[Records contained in a dataset]
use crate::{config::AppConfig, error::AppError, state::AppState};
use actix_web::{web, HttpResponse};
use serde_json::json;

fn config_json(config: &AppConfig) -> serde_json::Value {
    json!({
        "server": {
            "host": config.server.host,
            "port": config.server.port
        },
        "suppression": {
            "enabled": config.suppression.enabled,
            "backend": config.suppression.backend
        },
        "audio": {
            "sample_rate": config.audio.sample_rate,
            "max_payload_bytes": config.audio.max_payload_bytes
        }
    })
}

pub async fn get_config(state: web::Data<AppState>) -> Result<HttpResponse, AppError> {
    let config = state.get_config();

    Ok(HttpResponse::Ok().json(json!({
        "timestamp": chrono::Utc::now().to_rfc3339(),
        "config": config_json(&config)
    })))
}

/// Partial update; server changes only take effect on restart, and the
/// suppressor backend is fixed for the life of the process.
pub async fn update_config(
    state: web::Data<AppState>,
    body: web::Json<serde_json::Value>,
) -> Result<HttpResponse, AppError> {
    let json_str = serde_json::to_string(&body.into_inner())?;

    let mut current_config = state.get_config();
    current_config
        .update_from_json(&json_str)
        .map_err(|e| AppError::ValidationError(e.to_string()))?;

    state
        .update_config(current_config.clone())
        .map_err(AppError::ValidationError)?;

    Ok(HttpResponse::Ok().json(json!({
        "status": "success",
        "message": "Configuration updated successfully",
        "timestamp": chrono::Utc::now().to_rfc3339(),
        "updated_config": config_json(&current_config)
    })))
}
---
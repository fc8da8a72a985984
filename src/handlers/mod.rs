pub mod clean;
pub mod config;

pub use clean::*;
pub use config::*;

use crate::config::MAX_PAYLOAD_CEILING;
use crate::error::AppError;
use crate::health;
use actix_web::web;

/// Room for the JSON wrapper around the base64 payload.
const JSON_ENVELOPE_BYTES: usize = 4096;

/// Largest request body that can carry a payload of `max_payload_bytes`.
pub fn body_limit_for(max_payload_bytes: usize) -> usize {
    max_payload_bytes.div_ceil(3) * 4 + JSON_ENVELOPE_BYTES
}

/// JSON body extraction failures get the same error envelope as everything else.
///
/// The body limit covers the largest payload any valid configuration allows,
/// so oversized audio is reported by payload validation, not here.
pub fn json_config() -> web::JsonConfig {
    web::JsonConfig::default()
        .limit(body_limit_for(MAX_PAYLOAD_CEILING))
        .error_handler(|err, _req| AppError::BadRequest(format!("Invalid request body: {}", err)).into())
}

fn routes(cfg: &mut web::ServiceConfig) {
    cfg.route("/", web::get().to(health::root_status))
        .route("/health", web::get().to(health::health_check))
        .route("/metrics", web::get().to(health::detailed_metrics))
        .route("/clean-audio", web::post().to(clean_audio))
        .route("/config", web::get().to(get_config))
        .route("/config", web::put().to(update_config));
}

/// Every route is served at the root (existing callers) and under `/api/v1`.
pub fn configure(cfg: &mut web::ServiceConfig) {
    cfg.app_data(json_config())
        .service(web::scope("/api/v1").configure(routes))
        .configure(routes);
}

== Task prompt ==
Reproduce every line from the preceding data in which the word "configure" can be found.

== Exercise result ==
pub fn configure(cfg: &mut web::ServiceConfig) {
        .service(web::scope("/api/v1").configure(routes))
        .configure(routes);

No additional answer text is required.